Finding the lowest common ancestor (LCA) of two nodes in a general binary tree is fiddly — you usually recurse into both subtrees and reconcile what you find. But a binary search tree hands you a shortcut that most people miss on the first try: the BST ordering property tells you which way to go without ever looking at both subtrees.
The whole solution collapses into one idea: walk down from the root, and the first node that sits between p and q is your answer. No auxiliary arrays, no second pass, no comparing return values from left and right.
Get this and you get the mental model behind half the "search the BST" problems — the same downward walk that powers lookup, insertion, and range queries.
The problem
Given the root of a binary search tree and two nodes p and q that both exist in it, return their lowest common ancestor: the deepest node that has p in one subtree and q in the other. A node counts as a descendant of itself, so if p is an ancestor of q, then p is the LCA.

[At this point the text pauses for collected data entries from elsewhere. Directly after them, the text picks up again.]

use crate::renditions::{RenditionFormat, RenditionSize, RENDITION_SIZES};
use serde::{Deserialize, Serialize};
use utoipa::ToSchema;

/// One rendition that exists in storage, with a time-limited read URL.
#[derive(Debug, Clone, PartialEq, Eq, Serialize, Deserialize, ToSchema)]
pub struct ArtifactEntry {
    pub format: RenditionFormat,
    /// Signed read URL
    pub url: String,
}

/// Renditions found per size.
///
/// One field per size so every size is always present on the wire, as an empty
/// list when nothing has been produced yet.
#[derive(Debug, Clone, Default, PartialEq, Eq, Serialize, Deserialize, ToSchema)]
pub struct RenditionsBySize {
    #[serde(rename = "1080p", default)]
    pub p1080: Vec<ArtifactEntry>,
    #[serde(rename = "720p", default)]
    pub p720: Vec<ArtifactEntry>,
    #[serde(rename = "480p", default)]
    pub p480: Vec<ArtifactEntry>,
}

impl RenditionsBySize {
    pub fn get(&self, size: RenditionSize) -> &[ArtifactEntry] {
        match size {
            RenditionSize::P1080 => &self.p1080,
            RenditionSize::P720 => &self.p720,
            RenditionSize::P480 => &self.p480,
        }
    }

    pub fn get_mut(&mut self, size: RenditionSize) -> &mut Vec<ArtifactEntry> {
        match size {
            RenditionSize::P1080 => &mut self.p1080,
            RenditionSize::P720 => &mut self.p720,
            RenditionSize::P480 => &mut self.p480,
        }
    }

    /// Sizes with their entries, largest first.
    pub fn iter(&self) -> impl Iterator<Item = (RenditionSize, &[ArtifactEntry])> + '_ {
        RENDITION_SIZES.into_iter().map(move |size| (size, self.get(size)))
    }

    pub fn is_empty(&self) -> bool {
        self.iter().all(|(_, entries)| entries.is_empty())
    }
}

/// Everything currently available for one source key.
///
/// Built fresh for every discovery request and never cached.
#[derive(Debug, Clone, Default, PartialEq, Eq, Serialize, Deserialize, ToSchema)]
pub struct DiscoveryResult {
    /// Signed read URL of the uploaded original, `null` while it is not visible
    pub original: Option<String>,
    #[serde(flatten)]
    pub by_size: RenditionsBySize,
}

impl DiscoveryResult {
    /// True once the original or at least one rendition is available.
    pub fn is_ready(&self) -> bool {
        self.original.is_some() || !self.by_size.is_empty()
    }

    /// The (size, format) cells present, in grid order.
    pub fn available(&self) -> Vec<(RenditionSize, RenditionFormat)> {
        self.by_size
            .iter()
            .flat_map(|(size, entries)| entries.iter().map(move |e| (size, e.format)))
            .collect()
    }
}

#[cfg(test)]
mod tests {
    use super::*;
    use serde_json::json;

    #[test]
    fn empty_result_serializes_every_size() {
        let value = serde_json::to_value(DiscoveryResult::default()).unwrap();
        assert_eq!(
            value,
            json!({ "original": null, "1080p": [], "720p": [], "480p": [] })
        );
    }

    #[test]
    fn deserializes_wire_shape() {
        let result: DiscoveryResult = serde_json::from_value(json!({
            "original": "https://example.test/cat.png?sig=1",
            "1080p": [{ "format": "webp", "url": "https://example.test/1080p/cat.webp" }],
            "720p": [],
            "480p": []
        }))
        .unwrap();

        assert!(result.is_ready());
        assert_eq!(result.by_size.p1080.len(), 1);
        assert_eq!(
            result.available(),
            vec![(RenditionSize::P1080, RenditionFormat::Webp)]
        );
    }

    #[test]
    fn readiness() {
        let mut result = DiscoveryResult::default();
        assert!(!result.is_ready());

        result.by_size.get_mut(RenditionSize::P480).push(ArtifactEntry {
            format: RenditionFormat::Jpg,
            url: "u".to_string(),
        });
        assert!(result.is_ready());

        let original_only = DiscoveryResult {
            original: Some("u".to_string()),
            ..Default::default()
        };
        assert!(original_only.is_ready());
    }
}
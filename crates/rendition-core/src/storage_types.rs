use std::fmt::{Display, Formatter, Result as FmtResult};
use std::str::FromStr;

/// Storage backend types
///
/// Defined in core because configuration selects it before any backend exists.
#[derive(Debug, Clone, Copy, PartialEq, Eq, serde::Serialize, serde::Deserialize)]
#[serde(rename_all = "lowercase")]
pub enum StorageBackend {
    S3,
    Local,
}

impl FromStr for StorageBackend {
    type Err = anyhow::Error;

    fn from_str(s: &str) -> Result<Self, Self::Err> {
        match s.to_lowercase().as_str() {
            "s3" => Ok(StorageBackend::S3),
            "local" => Ok(StorageBackend::Local),
            _ => Err(anyhow::anyhow!("Invalid storage backend: {}", s)),
        }
    }
}

impl Display for StorageBackend {
    fn fmt(&self, f: &mut Formatter<'_>) -> FmtResult {
        match self {
            StorageBackend::S3 => write!(f, "s3"),
            StorageBackend::Local => write!(f, "local"),
        }
    }
}
//! Storage gateway trait
//!
//! This module defines the `Storage` trait every backend implements, and the error
//! taxonomy callers rely on to tell "absent" apart from "unknown".

use crate::StorageBackend;
use async_trait::async_trait;
use rendition_core::{AppError, UploadCredential};
use std::ops::RangeInclusive;
use std::time::Duration;
use thiserror::Error;

/// Storage operation errors
#[derive(Debug, Error)]
pub enum StorageError {
    /// The object does not exist. Expected while renditions are still being produced.
    #[error("Object not found: {0}")]
    NotFound(String),

    #[error("Invalid input: {0}")]
    InvalidInput(String),

    /// Any failure other than not-found: permissions, network, malformed response.
    #[error("Storage gateway error: {0}")]
    Gateway(String),

    #[error("IO error: {0}")]
    Io(#[from] std::io::Error),

    #[error("Configuration error: {0}")]
    Config(String),
}

/// Result type for storage operations
pub type StorageResult<T> = Result<T, StorageError>;

impl From<StorageError> for AppError {
    fn from(err: StorageError) -> Self {
        match err {
            StorageError::NotFound(key) => AppError::NotFound(key),
            StorageError::InvalidInput(msg) => AppError::InvalidInput(msg),
            other => AppError::Gateway(other.to_string()),
        }
    }
}

/// Storage gateway
///
/// All operations are read or metadata only. `presigned_upload` grants a future write
/// capability but writes nothing itself.
#[async_trait]
pub trait Storage: Send + Sync {
    /// Check whether an object is present.
    ///
    /// Returns `Ok(false)` for not-found and never `StorageError::NotFound`; every other
    /// failure is surfaced as an error so callers can distinguish absent from unknown.
    async fn exists(&self, bucket: &str, key: &str) -> StorageResult<bool>;

    /// Generate a time-limited read URL for one object.
    ///
    /// Fails with `StorageError::NotFound` if the object is absent at call time.
    async fn signed_read_url(
        &self,
        bucket: &str,
        key: &str,
        expires_in: Duration,
    ) -> StorageResult<String>;

    /// Generate a form-upload credential scoped to exactly one key.
    ///
    /// The credential constrains the content type and the accepted size range (bytes,
    /// inclusive). Fails with `StorageError::InvalidInput` if key or content type is empty.
    async fn presigned_upload(
        &self,
        bucket: &str,
        key: &str,
        content_type: &str,
        size_range: RangeInclusive<u64>,
        expires_in: Duration,
    ) -> StorageResult<UploadCredential>;

    /// Get the storage backend type
    fn backend_type(&self) -> StorageBackend;
}
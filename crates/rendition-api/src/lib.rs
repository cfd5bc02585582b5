//! Rendition API Library
//!
//! This crate provides the HTTP handlers, the discovery and credential services, and
//! application setup.

// Module declarations
mod api_doc;
mod handlers;
mod middleware;
pub mod services;
pub mod setup;
mod telemetry;

// Public modules
pub mod error;
pub mod state;

// Re-exports
pub use error::{ErrorResponse, HttpAppError};
pub use services::{ArtifactScanner, UploadCredentialIssuer};
pub use state::AppState;
use axum_test::multipart::{MultipartForm, Part};
use rendition_core::UploadCredential;

/// Multipart form for a credential: every credential field, then the file part.
pub fn upload_form(credential: &UploadCredential, data: Vec<u8>, content_type: &str) -> MultipartForm {
    let mut form = MultipartForm::new();
    for (name, value) in &credential.fields {
        form = form.add_text(name.clone(), value.clone());
    }
    form.add_part(
        "file",
        Part::bytes(data)
            .file_name("upload.bin")
            .mime_type(content_type.to_string()),
    )
}

/// Path part of a credential's post URL as served by the test app.
pub fn post_path(credential: &UploadCredential) -> &str {
    super::local_path(&credential.post_url)
}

Here's the tree the visualizer defaults to:
6
/ \
2 8
/ \ / \
0 4 7 9
/ \
3 5
Input: root = above, p = 2, q = 8
Output: 6 // 2 sits in the left subtree, 8 in the right — they split at 6Because it's a BST, every value in the left subtree of a node is smaller than that node, and every value in the right subtree is larger. That single invariant is the whole game.
The brute force baseline
Without using the BST property, you'd treat it like any binary tree: find the root-to-node path for p, find the path for q, then walk both paths in lockstep and return the last node they share.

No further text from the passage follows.